(Source material Opens)
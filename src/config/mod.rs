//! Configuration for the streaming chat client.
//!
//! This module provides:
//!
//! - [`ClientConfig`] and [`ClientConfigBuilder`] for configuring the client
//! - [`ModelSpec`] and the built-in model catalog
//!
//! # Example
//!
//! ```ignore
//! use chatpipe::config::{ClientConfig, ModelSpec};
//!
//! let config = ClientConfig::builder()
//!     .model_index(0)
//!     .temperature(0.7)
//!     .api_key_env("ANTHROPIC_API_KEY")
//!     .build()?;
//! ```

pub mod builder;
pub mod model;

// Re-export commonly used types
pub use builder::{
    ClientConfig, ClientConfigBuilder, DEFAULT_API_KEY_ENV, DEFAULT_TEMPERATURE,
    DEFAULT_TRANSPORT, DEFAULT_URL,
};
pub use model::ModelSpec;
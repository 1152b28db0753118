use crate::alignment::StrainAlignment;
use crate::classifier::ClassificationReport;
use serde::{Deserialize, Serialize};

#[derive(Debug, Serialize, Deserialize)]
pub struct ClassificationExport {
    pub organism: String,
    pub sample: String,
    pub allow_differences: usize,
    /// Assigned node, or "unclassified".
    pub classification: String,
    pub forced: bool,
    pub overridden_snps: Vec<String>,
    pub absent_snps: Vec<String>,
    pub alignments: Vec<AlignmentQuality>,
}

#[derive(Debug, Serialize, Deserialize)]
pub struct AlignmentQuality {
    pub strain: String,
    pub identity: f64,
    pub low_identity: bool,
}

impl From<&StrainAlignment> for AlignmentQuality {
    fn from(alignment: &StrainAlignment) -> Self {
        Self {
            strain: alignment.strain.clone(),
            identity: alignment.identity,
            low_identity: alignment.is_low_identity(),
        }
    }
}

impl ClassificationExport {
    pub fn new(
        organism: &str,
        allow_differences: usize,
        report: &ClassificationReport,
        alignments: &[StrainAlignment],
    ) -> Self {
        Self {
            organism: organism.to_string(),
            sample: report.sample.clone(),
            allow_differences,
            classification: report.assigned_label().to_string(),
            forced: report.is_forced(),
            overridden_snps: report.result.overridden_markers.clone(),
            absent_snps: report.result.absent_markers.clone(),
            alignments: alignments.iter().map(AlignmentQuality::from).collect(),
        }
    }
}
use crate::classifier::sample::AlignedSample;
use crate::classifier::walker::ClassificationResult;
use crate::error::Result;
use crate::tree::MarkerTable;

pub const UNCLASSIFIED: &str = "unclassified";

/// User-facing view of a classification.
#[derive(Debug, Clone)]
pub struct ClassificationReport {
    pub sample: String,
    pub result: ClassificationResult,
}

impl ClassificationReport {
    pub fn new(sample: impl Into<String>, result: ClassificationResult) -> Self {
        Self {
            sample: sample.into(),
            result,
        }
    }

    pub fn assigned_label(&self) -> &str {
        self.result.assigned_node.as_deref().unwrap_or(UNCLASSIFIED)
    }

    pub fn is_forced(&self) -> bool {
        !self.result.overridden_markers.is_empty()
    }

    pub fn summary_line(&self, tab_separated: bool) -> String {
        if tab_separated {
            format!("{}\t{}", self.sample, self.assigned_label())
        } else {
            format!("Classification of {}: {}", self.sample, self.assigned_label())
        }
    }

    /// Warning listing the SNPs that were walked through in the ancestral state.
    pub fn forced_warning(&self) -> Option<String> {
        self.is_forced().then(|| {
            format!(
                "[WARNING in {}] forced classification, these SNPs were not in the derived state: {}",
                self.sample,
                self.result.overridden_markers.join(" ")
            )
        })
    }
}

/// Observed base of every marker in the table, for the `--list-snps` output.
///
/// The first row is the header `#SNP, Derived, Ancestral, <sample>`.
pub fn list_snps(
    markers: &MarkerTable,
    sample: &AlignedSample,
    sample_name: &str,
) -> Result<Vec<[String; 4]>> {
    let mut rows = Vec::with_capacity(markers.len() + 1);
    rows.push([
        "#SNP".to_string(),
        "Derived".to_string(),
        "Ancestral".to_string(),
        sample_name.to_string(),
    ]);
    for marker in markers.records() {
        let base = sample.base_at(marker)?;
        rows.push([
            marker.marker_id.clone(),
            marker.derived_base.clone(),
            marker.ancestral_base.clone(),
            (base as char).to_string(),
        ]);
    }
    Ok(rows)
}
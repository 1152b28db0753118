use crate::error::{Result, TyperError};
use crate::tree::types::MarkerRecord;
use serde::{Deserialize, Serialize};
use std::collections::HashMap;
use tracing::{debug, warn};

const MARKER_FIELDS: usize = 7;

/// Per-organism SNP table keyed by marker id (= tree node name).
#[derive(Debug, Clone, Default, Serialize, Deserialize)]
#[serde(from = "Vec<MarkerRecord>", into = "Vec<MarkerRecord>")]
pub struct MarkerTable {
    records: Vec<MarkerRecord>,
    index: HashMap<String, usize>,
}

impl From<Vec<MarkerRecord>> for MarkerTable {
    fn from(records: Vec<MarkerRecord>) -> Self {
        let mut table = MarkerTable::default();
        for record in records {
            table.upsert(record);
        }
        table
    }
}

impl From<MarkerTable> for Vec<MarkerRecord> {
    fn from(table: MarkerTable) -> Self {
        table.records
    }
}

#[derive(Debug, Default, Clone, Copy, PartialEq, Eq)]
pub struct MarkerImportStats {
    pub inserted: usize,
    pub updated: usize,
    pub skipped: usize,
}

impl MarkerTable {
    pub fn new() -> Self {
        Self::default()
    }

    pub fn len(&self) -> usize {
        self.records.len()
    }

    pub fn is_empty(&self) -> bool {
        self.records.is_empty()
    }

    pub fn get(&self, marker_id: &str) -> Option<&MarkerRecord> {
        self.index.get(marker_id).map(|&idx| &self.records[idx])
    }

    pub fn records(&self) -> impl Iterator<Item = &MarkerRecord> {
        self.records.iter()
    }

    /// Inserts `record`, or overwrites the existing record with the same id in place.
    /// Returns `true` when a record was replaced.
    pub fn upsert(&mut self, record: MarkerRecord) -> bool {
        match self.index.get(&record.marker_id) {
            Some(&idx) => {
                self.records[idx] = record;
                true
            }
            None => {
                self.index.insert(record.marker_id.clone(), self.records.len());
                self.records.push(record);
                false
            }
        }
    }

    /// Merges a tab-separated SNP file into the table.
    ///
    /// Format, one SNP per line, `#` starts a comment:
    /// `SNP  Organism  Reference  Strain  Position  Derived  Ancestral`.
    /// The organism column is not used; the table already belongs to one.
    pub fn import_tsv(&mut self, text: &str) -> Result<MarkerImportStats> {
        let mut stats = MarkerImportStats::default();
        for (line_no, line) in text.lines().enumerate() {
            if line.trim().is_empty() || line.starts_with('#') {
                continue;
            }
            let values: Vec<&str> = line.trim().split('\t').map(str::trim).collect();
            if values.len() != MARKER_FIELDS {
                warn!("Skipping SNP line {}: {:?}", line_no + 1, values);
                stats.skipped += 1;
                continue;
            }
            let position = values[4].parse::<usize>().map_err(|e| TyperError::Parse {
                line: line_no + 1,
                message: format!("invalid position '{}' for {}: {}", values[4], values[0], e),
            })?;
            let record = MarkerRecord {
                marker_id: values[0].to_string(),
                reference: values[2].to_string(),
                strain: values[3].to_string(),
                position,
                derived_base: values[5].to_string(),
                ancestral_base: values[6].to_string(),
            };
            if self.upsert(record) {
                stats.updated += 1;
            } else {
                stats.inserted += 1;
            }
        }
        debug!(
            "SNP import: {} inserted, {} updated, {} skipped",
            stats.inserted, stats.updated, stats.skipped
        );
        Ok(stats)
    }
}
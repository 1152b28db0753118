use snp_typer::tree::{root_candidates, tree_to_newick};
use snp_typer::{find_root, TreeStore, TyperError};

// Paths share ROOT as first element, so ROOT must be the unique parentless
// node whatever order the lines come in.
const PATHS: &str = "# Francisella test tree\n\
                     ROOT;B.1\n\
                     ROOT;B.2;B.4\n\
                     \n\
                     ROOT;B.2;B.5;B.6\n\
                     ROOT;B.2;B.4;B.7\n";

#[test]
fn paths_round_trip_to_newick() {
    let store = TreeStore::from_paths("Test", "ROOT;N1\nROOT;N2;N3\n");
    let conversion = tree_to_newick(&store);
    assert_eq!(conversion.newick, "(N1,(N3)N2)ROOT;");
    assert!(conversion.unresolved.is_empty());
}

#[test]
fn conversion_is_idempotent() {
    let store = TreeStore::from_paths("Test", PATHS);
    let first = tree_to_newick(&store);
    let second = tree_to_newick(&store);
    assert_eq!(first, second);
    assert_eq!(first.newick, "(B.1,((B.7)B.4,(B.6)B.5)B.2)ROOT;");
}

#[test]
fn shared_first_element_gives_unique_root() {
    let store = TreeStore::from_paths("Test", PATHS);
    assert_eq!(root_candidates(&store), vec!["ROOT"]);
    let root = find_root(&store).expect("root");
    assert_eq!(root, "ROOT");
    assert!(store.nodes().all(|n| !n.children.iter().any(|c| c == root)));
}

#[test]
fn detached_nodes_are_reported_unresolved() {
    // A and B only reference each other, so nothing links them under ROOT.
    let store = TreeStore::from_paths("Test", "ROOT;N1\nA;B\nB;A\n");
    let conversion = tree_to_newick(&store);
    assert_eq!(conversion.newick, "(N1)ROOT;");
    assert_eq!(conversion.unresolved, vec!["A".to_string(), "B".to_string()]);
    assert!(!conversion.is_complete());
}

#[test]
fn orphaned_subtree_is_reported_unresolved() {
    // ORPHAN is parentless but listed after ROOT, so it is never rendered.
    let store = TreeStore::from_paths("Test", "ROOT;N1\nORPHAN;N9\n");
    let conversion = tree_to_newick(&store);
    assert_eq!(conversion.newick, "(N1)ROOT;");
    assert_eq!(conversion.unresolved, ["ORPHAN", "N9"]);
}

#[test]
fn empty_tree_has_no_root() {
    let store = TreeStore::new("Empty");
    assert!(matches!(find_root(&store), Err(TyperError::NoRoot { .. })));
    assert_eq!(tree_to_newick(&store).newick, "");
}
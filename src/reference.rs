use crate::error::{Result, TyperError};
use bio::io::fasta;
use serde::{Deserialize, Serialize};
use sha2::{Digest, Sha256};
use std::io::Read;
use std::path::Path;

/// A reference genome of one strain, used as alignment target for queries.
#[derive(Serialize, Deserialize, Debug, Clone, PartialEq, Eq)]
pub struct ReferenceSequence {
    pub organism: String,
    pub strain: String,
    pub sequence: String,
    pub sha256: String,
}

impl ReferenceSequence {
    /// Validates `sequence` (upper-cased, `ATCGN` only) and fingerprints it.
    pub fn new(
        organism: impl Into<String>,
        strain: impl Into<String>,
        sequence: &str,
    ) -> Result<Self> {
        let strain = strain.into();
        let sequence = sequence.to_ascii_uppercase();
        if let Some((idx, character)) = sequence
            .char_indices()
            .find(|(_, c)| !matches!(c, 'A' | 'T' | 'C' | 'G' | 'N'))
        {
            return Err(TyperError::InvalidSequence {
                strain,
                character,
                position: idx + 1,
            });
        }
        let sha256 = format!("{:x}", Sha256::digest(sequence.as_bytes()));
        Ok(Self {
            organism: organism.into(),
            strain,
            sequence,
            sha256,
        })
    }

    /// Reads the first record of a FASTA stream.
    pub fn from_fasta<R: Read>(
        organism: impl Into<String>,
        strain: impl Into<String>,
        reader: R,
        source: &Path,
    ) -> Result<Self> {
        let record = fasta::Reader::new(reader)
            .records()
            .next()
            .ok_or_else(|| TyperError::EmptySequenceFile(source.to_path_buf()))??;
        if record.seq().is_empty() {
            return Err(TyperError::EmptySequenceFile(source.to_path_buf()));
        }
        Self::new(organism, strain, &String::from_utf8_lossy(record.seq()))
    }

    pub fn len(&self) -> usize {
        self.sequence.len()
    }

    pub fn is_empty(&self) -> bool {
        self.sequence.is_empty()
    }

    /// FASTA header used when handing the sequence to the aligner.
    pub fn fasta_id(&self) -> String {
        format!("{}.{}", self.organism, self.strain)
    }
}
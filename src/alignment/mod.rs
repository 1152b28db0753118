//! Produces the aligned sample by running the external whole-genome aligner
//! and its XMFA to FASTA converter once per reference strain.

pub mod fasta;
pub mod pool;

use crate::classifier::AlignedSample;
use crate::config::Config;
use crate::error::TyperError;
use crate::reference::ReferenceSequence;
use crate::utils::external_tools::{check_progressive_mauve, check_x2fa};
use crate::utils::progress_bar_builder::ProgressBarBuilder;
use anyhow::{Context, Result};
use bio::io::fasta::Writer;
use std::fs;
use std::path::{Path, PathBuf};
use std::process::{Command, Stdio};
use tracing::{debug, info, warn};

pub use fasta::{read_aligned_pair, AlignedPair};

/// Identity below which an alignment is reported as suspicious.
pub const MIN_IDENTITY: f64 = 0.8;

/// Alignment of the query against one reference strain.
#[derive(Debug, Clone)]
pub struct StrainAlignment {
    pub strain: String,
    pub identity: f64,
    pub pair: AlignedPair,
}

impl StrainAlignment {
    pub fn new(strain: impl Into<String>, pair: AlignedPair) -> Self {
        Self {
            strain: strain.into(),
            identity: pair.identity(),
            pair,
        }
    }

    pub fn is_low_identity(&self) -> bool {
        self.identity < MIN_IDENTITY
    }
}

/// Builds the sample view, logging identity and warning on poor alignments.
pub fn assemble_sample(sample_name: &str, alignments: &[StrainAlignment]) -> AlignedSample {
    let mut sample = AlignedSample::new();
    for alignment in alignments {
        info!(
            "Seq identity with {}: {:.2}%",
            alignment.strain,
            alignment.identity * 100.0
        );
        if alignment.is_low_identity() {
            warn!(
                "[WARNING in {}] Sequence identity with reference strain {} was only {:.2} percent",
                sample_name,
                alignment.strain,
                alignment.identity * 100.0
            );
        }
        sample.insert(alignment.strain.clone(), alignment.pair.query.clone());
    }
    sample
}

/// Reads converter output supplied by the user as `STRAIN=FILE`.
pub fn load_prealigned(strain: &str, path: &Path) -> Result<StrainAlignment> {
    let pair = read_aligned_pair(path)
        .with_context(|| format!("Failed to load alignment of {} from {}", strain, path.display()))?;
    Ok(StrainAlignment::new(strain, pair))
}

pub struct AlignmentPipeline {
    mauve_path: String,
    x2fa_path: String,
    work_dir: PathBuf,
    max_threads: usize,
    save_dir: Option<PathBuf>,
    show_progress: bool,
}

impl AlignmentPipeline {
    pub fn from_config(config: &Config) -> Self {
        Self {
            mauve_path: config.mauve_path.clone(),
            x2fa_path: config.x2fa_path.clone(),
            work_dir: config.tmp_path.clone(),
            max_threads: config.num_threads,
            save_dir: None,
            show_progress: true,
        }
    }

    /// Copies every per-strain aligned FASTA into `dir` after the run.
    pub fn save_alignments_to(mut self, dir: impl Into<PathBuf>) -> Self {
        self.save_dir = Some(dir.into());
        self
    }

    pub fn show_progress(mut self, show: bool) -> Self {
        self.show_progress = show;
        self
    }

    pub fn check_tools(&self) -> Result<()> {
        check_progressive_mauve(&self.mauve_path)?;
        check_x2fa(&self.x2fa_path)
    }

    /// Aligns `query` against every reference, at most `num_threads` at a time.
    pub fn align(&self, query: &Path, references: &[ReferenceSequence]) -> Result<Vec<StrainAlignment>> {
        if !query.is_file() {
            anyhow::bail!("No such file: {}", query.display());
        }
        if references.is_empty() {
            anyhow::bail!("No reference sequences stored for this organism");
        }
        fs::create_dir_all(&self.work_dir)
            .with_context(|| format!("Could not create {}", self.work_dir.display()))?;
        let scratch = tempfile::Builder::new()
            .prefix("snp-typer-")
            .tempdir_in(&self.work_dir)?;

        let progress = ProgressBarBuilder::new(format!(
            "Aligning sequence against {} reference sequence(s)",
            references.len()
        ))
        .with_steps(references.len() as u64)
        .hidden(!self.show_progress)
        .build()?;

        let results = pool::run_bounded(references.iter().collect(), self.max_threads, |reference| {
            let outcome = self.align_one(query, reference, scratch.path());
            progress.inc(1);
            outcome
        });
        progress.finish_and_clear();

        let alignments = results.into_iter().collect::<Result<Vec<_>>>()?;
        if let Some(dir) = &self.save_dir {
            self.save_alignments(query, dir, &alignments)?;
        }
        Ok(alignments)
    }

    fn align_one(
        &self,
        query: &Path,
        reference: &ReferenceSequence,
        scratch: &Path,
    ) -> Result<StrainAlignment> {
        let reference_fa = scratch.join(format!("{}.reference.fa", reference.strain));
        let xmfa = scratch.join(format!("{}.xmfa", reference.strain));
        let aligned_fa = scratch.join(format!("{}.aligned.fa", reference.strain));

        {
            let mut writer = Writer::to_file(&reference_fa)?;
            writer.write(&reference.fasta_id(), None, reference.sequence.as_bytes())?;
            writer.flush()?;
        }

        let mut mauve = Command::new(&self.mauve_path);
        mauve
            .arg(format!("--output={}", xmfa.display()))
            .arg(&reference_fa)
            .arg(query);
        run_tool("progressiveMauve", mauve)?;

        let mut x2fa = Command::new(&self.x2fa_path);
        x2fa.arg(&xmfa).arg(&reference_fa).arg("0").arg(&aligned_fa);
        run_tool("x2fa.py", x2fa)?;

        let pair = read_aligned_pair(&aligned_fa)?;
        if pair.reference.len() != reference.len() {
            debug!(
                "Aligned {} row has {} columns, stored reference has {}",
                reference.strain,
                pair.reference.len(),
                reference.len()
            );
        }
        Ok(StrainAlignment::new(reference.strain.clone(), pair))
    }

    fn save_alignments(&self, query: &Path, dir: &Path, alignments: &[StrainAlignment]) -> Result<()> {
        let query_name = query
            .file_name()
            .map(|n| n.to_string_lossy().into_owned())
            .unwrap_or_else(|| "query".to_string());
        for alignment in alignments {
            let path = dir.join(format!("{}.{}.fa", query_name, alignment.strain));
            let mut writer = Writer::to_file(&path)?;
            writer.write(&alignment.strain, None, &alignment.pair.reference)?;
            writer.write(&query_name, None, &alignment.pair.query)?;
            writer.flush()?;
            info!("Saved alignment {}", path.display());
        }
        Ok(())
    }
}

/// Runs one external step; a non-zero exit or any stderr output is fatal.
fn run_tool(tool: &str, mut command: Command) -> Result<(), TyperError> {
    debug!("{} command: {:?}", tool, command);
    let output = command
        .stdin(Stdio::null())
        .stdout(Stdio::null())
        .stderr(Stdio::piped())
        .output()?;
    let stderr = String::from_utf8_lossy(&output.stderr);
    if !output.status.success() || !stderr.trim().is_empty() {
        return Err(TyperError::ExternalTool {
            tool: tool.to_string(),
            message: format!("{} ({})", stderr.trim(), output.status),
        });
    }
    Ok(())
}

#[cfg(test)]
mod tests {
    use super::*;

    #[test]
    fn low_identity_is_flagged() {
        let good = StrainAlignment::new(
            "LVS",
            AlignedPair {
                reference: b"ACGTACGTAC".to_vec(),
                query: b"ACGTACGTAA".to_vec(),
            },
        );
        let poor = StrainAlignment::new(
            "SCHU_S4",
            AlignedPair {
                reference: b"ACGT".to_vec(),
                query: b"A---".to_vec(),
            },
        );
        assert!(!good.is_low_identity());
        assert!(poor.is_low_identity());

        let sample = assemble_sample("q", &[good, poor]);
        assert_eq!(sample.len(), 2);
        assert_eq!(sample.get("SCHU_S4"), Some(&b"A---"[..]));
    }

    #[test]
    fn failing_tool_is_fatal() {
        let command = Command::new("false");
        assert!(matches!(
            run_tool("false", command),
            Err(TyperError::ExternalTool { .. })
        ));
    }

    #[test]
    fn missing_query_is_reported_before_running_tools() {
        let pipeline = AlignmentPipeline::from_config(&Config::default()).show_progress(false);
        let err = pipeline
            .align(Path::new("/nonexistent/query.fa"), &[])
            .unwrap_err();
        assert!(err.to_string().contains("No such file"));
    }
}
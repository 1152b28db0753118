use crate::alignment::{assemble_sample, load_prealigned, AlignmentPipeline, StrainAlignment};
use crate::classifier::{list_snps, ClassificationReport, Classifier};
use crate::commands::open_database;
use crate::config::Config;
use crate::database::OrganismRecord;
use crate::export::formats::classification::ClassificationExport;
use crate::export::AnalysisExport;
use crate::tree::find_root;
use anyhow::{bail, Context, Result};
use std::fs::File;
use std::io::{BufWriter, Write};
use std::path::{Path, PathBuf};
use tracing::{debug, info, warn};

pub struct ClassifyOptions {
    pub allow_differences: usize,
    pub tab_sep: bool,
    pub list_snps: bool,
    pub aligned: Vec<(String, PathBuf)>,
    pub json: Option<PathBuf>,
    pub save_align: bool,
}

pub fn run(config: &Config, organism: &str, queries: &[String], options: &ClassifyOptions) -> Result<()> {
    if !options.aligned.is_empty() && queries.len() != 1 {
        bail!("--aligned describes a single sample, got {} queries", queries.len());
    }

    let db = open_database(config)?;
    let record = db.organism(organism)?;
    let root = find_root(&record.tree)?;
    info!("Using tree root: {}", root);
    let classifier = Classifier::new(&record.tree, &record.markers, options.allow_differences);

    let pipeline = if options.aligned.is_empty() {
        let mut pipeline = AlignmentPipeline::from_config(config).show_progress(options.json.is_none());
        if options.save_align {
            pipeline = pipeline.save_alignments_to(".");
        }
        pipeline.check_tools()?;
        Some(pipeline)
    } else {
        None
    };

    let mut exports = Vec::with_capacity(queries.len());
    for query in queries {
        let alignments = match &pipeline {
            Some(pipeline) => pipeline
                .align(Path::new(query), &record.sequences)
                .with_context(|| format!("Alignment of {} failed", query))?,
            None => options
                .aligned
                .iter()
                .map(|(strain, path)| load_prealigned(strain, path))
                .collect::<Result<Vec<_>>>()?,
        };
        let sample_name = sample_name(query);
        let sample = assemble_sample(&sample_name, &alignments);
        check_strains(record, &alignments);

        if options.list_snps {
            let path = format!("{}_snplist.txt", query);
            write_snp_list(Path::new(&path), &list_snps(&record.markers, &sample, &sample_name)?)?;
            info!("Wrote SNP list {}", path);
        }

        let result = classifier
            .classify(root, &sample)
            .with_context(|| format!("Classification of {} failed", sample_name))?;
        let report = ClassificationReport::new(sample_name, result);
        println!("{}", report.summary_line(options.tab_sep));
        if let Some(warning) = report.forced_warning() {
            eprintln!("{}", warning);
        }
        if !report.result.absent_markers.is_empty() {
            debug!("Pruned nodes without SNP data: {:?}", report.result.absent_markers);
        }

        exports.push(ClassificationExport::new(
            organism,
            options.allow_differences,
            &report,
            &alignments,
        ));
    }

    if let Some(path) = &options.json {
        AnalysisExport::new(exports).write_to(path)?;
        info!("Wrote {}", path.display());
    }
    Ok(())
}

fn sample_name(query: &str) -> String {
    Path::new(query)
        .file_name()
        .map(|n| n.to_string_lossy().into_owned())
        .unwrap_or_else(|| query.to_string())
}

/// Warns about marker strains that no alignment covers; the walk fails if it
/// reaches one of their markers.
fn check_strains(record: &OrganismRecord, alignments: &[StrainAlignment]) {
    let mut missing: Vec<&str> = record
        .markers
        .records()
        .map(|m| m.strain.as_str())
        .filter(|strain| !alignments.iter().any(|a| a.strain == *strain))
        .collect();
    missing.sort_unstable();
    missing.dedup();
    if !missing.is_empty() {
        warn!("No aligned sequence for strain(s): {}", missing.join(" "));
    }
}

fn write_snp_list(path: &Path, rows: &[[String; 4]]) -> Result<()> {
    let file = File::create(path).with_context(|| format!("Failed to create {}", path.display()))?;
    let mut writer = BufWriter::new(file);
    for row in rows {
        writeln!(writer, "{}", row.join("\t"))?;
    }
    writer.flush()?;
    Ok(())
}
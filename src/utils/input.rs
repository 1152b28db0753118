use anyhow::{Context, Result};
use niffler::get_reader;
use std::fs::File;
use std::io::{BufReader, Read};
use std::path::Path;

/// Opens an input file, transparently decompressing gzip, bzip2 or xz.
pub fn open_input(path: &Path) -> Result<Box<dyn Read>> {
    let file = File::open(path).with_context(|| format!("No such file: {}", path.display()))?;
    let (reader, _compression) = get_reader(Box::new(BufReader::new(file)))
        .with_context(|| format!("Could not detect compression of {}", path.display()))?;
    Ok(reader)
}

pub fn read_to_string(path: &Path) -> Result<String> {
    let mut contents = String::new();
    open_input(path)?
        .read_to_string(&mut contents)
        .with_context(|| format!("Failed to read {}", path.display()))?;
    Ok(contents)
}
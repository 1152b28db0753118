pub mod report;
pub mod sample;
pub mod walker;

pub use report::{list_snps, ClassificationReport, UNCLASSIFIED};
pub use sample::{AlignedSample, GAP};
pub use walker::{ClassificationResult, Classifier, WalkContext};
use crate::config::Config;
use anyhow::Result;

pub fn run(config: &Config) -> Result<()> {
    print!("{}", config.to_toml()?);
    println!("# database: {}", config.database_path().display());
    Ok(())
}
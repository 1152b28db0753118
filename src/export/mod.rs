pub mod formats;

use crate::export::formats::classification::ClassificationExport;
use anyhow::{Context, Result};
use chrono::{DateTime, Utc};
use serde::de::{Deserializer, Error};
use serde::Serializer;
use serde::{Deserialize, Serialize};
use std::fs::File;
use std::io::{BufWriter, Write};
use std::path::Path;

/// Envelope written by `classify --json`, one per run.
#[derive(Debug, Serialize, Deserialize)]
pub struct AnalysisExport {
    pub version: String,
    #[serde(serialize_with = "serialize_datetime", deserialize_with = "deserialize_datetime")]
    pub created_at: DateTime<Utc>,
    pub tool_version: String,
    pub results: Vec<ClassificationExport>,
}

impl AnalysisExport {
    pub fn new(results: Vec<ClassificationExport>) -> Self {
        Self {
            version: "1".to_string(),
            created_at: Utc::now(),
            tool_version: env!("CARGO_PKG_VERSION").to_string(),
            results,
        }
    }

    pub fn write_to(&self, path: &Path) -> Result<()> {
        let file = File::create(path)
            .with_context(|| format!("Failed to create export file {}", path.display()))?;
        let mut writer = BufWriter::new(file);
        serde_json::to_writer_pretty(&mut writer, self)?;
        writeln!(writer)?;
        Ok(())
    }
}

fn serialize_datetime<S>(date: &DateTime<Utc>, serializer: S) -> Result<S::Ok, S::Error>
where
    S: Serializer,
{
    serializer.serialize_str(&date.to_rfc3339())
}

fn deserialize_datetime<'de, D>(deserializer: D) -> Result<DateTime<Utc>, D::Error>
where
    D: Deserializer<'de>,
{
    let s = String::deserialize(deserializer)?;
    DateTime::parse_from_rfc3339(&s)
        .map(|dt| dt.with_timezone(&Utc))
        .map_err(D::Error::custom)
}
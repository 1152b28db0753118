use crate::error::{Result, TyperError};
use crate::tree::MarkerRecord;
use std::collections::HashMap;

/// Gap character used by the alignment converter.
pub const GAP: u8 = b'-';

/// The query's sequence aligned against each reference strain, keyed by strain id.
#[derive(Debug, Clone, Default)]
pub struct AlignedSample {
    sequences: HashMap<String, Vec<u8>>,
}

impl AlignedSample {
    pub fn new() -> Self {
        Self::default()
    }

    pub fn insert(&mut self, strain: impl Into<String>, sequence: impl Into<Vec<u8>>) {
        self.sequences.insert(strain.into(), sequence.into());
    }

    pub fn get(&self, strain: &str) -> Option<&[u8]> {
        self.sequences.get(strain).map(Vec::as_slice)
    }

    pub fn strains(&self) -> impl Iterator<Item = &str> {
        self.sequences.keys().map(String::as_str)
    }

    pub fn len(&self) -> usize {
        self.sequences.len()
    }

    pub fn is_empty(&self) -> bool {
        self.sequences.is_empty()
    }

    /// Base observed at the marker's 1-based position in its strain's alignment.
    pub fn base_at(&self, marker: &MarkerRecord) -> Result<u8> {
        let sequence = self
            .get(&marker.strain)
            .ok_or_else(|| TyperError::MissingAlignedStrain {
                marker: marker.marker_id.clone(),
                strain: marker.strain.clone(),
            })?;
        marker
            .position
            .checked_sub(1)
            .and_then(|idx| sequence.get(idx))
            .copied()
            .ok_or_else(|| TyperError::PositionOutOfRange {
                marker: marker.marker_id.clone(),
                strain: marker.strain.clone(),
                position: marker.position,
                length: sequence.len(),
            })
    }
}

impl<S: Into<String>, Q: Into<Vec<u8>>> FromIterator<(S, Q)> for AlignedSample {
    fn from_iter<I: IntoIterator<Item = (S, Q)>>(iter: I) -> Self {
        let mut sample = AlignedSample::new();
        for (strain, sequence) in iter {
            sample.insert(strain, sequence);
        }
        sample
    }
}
(Source material Closes)
_Problem_: Your answer must be every line from the entries that contains the string "parentless", copied as it stands.

_Answer to this exercise_:
// Paths share ROOT as first element, so ROOT must be the unique parentless
    // ORPHAN is parentless but listed after ROOT, so it is never rendered.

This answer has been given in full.